I don’t see any bad impact, for RPM packaging would be nice to have some sort of lockfile to use as source of truth for a particular release, as @decko mentioned sometimes pip don’t find the best or accurate dependency solving for all packages, I also saw this problem with importlib-metadata when we started to branch 3.28.

1 Like

It uses a different resolution engine for solving package dependencies. I’m still trying to retrieve any history about it. If there’s any benchmark or so…
I just experienced and got some opinions that it’s way better than current pip resolve engine.

About the lockfile, it’s gonna be used just for development. setuptools is our choice to generate the package with the needed metadata, and the last is the one that defines the broad dependency range we want to offer to pulp users.

Just few lines on setup.py to extract data from pyproject.toml and we’re good to go.

I’ll share an example of how the lockfile as an artifact of testing and releasing can be useful for the RPM packaging that Foreman does.

Over in the Foreman ecosystem, when we merge a new commit, a series of tests are run on the source that is to be used as input into packaging. Those tests generate a Gemfile.lock that has all of the dependencies that tests were ran against.

In our packaging repository, we use a Github Action to consume the latest successful lockfile and then compare what is in it to what we have packaged as RPMs. When we find updates, the job automatically creates a pull request bumping the dependency.

By doing this automatically we have been able to keep our dependencies significantly more up to date with a lot less human overhead. This has kept us on top of potential dependency conflicts between core and plugins and most importantly consuming security patches that are landing in dependencies.

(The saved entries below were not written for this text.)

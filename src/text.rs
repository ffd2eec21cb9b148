//! Glyph layout and rasterization for text mobjects.
//!
//! Text is laid out in em units, where one em is the height of a line. The
//! scene converts em to scene units, and the renderer converts em to pixels.

use rusttype::{point, Font, Scale};
use unicode_segmentation::UnicodeSegmentation;

/// Font size that maps to `LINE_HEIGHT_UNITS` at scale 1.0
pub const BASE_FONT_SIZE: f32 = 48.0;

/// Height of a line of `BASE_FONT_SIZE` text in scene units
pub const LINE_HEIGHT_UNITS: f32 = 0.5;

const BLOCK_ADVANCE_EM: f32 = 0.6;
const BLOCK_WIDTH_EM: f32 = 0.55;
const BLOCK_TOP_EM: f32 = 0.15;
const BLOCK_HEIGHT_EM: f32 = 0.7;

/// A visible grapheme placed on a text line
#[derive(Debug, Clone, PartialEq)]
pub struct GlyphCell {
    pub grapheme: String,
    pub x_em: f32,
    pub advance_em: f32,
}

/// Result of laying out one line of text
#[derive(Debug, Clone, PartialEq, Default)]
pub struct GlyphLayout {
    pub glyphs: Vec<GlyphCell>,
    pub width_em: f32,
}

impl GlyphLayout {
    pub fn len(&self) -> usize {
        self.glyphs.len()
    }

    pub fn is_empty(&self) -> bool {
        self.glyphs.is_empty()
    }
}

/// Measures and draws glyphs, either from a loaded font or as solid cells
#[derive(Clone, Default)]
pub enum GlyphRasterizer {
    #[default]
    Blocks,
    Font(Box<Font<'static>>),
}

impl std::fmt::Debug for GlyphRasterizer {
    fn fmt(&self, f: &mut std::fmt::Formatter<'_>) -> std::fmt::Result {
        match self {
            GlyphRasterizer::Blocks => write!(f, "GlyphRasterizer::Blocks"),
            GlyphRasterizer::Font(_) => write!(f, "GlyphRasterizer::Font"),
        }
    }
}

impl GlyphRasterizer {
    /// Parse font bytes; `None` if the data is not a usable font
    pub fn from_font_bytes(data: Vec<u8>) -> Option<Self> {
        Font::try_from_vec(data).map(|font| GlyphRasterizer::Font(Box::new(font)))
    }

    fn advance_em(&self, grapheme: &str) -> f32 {
        match self {
            GlyphRasterizer::Blocks => BLOCK_ADVANCE_EM,
            GlyphRasterizer::Font(font) => grapheme
                .chars()
                .next()
                .map(|c| font.glyph(c).scaled(Scale::uniform(1.0)).h_metrics().advance_width)
                .unwrap_or(0.0),
        }
    }

    /// Lay out a single line. Whitespace advances the pen but gets no cell.
    pub fn layout(&self, content: &str) -> GlyphLayout {
        let mut glyphs = Vec::new();
        let mut pen = 0.0;

        for grapheme in content.graphemes(true) {
            let advance = self.advance_em(grapheme);
            if !grapheme.chars().all(char::is_whitespace) {
                glyphs.push(GlyphCell {
                    grapheme: grapheme.to_string(),
                    x_em: pen,
                    advance_em: advance,
                });
            }
            pen += advance;
        }

        GlyphLayout {
            glyphs,
            width_em: pen,
        }
    }

    /// Rasterize `cell` for a line whose top-left corner is `origin` (pixels)
    /// with one em spanning `em_px` pixels. `plot` receives pixel coordinates
    /// and coverage in `0.0..=1.0`.
    pub fn draw_glyph<F>(&self, cell: &GlyphCell, origin: (f32, f32), em_px: f32, mut plot: F)
    where
        F: FnMut(i32, i32, f32),
    {
        match self {
            GlyphRasterizer::Blocks => {
                let x0 = (origin.0 + cell.x_em * em_px).round() as i32;
                let y0 = (origin.1 + BLOCK_TOP_EM * em_px).round() as i32;
                let w = (BLOCK_WIDTH_EM * em_px).round().max(1.0) as i32;
                let h = (BLOCK_HEIGHT_EM * em_px).round().max(1.0) as i32;
                for dy in 0..h {
                    for dx in 0..w {
                        plot(x0 + dx, y0 + dy, 1.0);
                    }
                }
            }
            GlyphRasterizer::Font(font) => {
                let Some(ch) = cell.grapheme.chars().next() else {
                    return;
                };
                let scale = Scale::uniform(em_px);
                let ascent = font.v_metrics(scale).ascent;
                let glyph = font
                    .glyph(ch)
                    .scaled(scale)
                    .positioned(point(origin.0 + cell.x_em * em_px, origin.1 + ascent));
                if let Some(bb) = glyph.pixel_bounding_box() {
                    glyph.draw(|gx, gy, v| plot(bb.min.x + gx as i32, bb.min.y + gy as i32, v));
                }
            }
        }
    }
}

#[cfg(test)]
mod tests {
    use super::*;

    #[test]
    fn test_block_layout_skips_spaces() {
        let layout = GlyphRasterizer::Blocks.layout("AI Fin");
        assert_eq!(layout.len(), 5);
        assert!((layout.width_em - 6.0 * BLOCK_ADVANCE_EM).abs() < 1e-5);
        // pen advanced past the space
        assert!((layout.glyphs[2].x_em - 3.0 * BLOCK_ADVANCE_EM).abs() < 1e-5);
    }

    #[test]
    fn test_layout_counts_graphemes() {
        // "e" + combining acute is a single grapheme
        let layout = GlyphRasterizer::Blocks.layout("e\u{301}x");
        assert_eq!(layout.len(), 2);
    }

    #[test]
    fn test_empty_layout() {
        let layout = GlyphRasterizer::Blocks.layout("");
        assert!(layout.is_empty());
        assert_eq!(layout.width_em, 0.0);
    }

    #[test]
    fn test_block_draw_coverage() {
        let layout = GlyphRasterizer::Blocks.layout("A");
        let mut hits = 0;
        GlyphRasterizer::Blocks.draw_glyph(&layout.glyphs[0], (0.0, 0.0), 20.0, |_, _, v| {
            assert_eq!(v, 1.0);
            hits += 1;
        });
        assert_eq!(hits, 11 * 14);
    }

    #[test]
    fn test_invalid_font_bytes() {
        assert!(GlyphRasterizer::from_font_bytes(b"not a font".to_vec()).is_none());
    }
}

For me, that is why an artifact that expresses the set of tested dependencies is incredibly useful.

3 Likes

We’re talking about decisions around lockfiles and using poetry together. Do these decisions have to go together? I don’t know enough about poetry to know.

In terms of lockfiles, I imagined end-users creating them in specific environments. Shipping lockfiles I think is problematic in practice. One problem is that on a given system there are other things installed and those need to be locked too, so a shipped lockfile would be inadequate for the whole environment. Also due to other things installed the specific versions of Pulp dependency X needs to be at version Y and so a shipped lockfile that everyone creates uninstallable situations due to an inability to resolve conflicts the lockfile creates.

Also regarding lockfiles, there are a few things to consider if using lockfiles for dev environments or CI. I believe we want to keep testing forward compatibility in CI and dev environments. Lockfiles more or less hold environments back on versions to what is in the lockfile. That is unless you’re updating them constantly at which point a lot of work is being done to get what you already would have if you didn’t have lockfiles.

One thing I don’t know is: Can poetry just consume the dependencies directly from setuptools? If we can somehow use poetry without long-lived lockfiles to maintain forward compatibility that would be ideal.